Try it >> Would you please copy each line below that includes the string "contains"?

Task material >>
*** Block opens ***

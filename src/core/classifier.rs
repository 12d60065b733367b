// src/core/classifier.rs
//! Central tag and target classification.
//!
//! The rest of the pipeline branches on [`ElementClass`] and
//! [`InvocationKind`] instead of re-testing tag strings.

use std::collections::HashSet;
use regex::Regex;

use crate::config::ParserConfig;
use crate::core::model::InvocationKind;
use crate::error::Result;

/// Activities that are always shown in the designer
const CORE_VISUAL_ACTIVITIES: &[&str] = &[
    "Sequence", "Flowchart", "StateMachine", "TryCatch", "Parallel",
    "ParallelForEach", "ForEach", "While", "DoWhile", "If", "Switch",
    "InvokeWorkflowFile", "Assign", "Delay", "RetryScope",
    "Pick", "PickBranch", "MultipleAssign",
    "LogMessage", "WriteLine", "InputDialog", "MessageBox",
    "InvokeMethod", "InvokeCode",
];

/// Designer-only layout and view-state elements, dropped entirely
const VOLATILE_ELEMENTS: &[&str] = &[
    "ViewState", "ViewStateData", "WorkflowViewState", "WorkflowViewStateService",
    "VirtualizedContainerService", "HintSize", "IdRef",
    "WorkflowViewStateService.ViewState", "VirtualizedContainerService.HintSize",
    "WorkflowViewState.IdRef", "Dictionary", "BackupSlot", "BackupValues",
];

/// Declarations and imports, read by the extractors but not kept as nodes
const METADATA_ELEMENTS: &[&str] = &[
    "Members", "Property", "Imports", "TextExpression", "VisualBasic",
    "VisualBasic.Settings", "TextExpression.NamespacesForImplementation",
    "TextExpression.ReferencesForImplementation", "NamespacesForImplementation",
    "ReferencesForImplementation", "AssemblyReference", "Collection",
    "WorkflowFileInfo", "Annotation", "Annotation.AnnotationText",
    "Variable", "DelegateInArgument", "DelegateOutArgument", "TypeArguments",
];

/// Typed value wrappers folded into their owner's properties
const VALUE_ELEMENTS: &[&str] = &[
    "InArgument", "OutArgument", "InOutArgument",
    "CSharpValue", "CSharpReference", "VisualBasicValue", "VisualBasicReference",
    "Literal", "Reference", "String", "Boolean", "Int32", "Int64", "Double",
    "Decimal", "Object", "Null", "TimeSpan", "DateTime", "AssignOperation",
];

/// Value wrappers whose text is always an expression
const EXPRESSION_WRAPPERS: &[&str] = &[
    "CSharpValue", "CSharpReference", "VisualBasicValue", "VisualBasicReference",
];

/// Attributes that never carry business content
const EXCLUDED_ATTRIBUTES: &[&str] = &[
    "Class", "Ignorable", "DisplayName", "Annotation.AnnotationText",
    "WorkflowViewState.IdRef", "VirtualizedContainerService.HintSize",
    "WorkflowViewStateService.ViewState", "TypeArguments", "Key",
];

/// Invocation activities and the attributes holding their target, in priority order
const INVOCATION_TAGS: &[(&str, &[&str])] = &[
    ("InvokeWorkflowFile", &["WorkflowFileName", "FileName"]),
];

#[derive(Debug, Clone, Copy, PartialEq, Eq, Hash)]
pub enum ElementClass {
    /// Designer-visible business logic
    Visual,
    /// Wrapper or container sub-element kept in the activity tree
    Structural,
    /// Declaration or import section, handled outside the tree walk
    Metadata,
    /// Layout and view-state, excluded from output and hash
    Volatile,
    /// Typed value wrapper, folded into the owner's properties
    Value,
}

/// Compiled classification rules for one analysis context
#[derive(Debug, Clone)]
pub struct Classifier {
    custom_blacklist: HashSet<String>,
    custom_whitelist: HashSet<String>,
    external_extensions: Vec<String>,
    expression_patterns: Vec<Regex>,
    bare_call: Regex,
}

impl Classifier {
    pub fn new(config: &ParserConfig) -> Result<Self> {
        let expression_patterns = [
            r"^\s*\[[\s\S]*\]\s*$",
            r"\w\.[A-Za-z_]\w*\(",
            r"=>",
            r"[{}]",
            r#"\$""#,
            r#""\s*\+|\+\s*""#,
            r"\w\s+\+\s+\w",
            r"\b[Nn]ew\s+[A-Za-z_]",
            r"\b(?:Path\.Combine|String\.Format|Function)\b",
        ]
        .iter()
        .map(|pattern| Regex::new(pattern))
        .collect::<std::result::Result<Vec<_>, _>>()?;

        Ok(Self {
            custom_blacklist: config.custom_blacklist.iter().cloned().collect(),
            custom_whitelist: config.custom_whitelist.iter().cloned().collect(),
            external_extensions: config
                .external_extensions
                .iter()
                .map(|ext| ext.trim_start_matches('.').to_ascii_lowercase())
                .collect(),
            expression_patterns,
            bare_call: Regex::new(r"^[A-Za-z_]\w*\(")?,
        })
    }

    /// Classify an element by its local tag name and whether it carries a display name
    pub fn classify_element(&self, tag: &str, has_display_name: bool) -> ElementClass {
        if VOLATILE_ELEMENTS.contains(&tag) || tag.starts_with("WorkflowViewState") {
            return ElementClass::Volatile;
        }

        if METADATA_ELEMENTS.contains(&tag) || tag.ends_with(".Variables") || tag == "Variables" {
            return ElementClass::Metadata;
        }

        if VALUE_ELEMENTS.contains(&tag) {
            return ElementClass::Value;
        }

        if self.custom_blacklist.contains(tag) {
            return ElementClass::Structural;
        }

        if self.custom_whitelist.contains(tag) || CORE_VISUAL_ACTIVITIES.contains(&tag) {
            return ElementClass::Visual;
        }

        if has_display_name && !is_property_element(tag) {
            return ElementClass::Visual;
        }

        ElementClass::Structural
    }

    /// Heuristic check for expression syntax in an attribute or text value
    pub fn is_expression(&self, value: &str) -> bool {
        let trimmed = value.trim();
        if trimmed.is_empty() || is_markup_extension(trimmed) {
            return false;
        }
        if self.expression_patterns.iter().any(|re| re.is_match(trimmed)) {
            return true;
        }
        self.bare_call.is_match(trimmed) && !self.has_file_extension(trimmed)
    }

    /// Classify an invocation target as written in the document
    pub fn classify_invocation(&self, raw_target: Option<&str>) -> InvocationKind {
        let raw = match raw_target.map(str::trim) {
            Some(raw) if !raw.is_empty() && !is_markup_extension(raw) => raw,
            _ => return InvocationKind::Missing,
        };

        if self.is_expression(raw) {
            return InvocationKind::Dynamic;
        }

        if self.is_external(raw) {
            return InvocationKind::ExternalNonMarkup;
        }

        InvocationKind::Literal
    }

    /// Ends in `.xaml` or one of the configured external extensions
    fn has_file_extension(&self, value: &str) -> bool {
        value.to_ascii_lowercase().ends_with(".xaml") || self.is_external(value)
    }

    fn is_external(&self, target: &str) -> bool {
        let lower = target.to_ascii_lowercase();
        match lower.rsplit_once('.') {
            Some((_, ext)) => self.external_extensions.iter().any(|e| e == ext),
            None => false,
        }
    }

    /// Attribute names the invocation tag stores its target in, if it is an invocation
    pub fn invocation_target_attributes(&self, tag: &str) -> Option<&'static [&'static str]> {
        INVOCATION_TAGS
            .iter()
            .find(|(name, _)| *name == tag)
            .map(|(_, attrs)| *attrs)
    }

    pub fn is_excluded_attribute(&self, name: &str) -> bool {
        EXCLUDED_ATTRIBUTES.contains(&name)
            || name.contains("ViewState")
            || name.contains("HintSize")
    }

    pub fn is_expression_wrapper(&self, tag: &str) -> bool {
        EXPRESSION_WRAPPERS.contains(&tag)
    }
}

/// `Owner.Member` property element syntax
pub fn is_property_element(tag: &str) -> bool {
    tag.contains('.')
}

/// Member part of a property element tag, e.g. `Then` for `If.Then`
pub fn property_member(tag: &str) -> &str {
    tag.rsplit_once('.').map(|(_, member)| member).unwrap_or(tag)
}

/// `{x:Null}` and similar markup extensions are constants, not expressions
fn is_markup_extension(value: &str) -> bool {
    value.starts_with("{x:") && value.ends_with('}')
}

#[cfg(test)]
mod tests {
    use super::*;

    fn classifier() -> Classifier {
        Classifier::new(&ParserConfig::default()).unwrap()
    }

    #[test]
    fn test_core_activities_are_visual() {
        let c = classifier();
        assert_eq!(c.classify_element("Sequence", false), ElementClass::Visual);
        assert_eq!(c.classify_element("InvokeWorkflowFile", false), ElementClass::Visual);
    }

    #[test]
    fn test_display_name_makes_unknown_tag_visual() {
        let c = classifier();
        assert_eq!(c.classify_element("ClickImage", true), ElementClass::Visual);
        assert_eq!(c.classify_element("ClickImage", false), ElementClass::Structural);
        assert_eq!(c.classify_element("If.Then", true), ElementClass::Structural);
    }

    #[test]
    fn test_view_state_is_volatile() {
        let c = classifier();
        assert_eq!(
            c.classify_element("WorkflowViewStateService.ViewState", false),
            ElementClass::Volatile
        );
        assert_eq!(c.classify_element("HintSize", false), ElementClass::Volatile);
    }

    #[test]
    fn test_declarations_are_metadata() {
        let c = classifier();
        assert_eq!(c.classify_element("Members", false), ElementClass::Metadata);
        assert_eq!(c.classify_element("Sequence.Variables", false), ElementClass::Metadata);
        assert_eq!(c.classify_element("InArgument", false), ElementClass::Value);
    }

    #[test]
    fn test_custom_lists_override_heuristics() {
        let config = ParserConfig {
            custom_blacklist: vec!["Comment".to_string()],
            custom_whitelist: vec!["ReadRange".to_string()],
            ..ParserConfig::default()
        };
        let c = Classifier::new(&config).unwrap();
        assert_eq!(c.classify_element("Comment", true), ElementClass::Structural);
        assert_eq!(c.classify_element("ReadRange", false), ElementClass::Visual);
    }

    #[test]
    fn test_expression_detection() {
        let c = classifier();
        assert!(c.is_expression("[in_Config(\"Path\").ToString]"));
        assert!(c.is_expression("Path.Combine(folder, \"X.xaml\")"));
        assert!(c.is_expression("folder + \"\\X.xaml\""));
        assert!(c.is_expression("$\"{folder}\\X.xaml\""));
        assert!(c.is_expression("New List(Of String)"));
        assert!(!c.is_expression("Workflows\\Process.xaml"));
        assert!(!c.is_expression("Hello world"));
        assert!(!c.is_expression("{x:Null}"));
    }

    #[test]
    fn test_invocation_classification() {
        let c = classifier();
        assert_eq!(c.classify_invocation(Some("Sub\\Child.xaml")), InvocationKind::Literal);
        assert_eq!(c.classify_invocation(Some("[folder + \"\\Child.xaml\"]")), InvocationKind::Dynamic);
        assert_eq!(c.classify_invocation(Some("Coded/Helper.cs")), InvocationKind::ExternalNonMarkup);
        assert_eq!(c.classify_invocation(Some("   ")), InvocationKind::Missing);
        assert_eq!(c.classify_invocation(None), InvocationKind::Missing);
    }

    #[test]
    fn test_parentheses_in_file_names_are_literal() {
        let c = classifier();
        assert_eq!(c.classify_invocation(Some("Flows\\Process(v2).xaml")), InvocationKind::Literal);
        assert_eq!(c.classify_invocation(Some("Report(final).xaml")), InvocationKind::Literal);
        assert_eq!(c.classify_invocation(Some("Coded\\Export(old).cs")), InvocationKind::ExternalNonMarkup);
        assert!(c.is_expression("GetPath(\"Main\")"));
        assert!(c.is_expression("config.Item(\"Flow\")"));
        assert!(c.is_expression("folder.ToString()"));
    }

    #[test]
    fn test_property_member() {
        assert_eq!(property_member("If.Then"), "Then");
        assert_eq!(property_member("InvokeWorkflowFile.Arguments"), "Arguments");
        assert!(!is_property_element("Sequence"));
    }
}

*** Block closes ***

Answer to this exercise >>
        if VOLATILE_ELEMENTS.contains(&tag) || tag.starts_with("WorkflowViewState") {
        if METADATA_ELEMENTS.contains(&tag) || tag.ends_with(".Variables") || tag == "Variables" {
        if VALUE_ELEMENTS.contains(&tag) {
        if self.custom_blacklist.contains(tag) {
        if self.custom_whitelist.contains(tag) || CORE_VISUAL_ACTIVITIES.contains(&tag) {
        EXCLUDED_ATTRIBUTES.contains(&name)
            || name.contains("ViewState")
            || name.contains("HintSize")
        EXPRESSION_WRAPPERS.contains(&tag)
    tag.contains('.')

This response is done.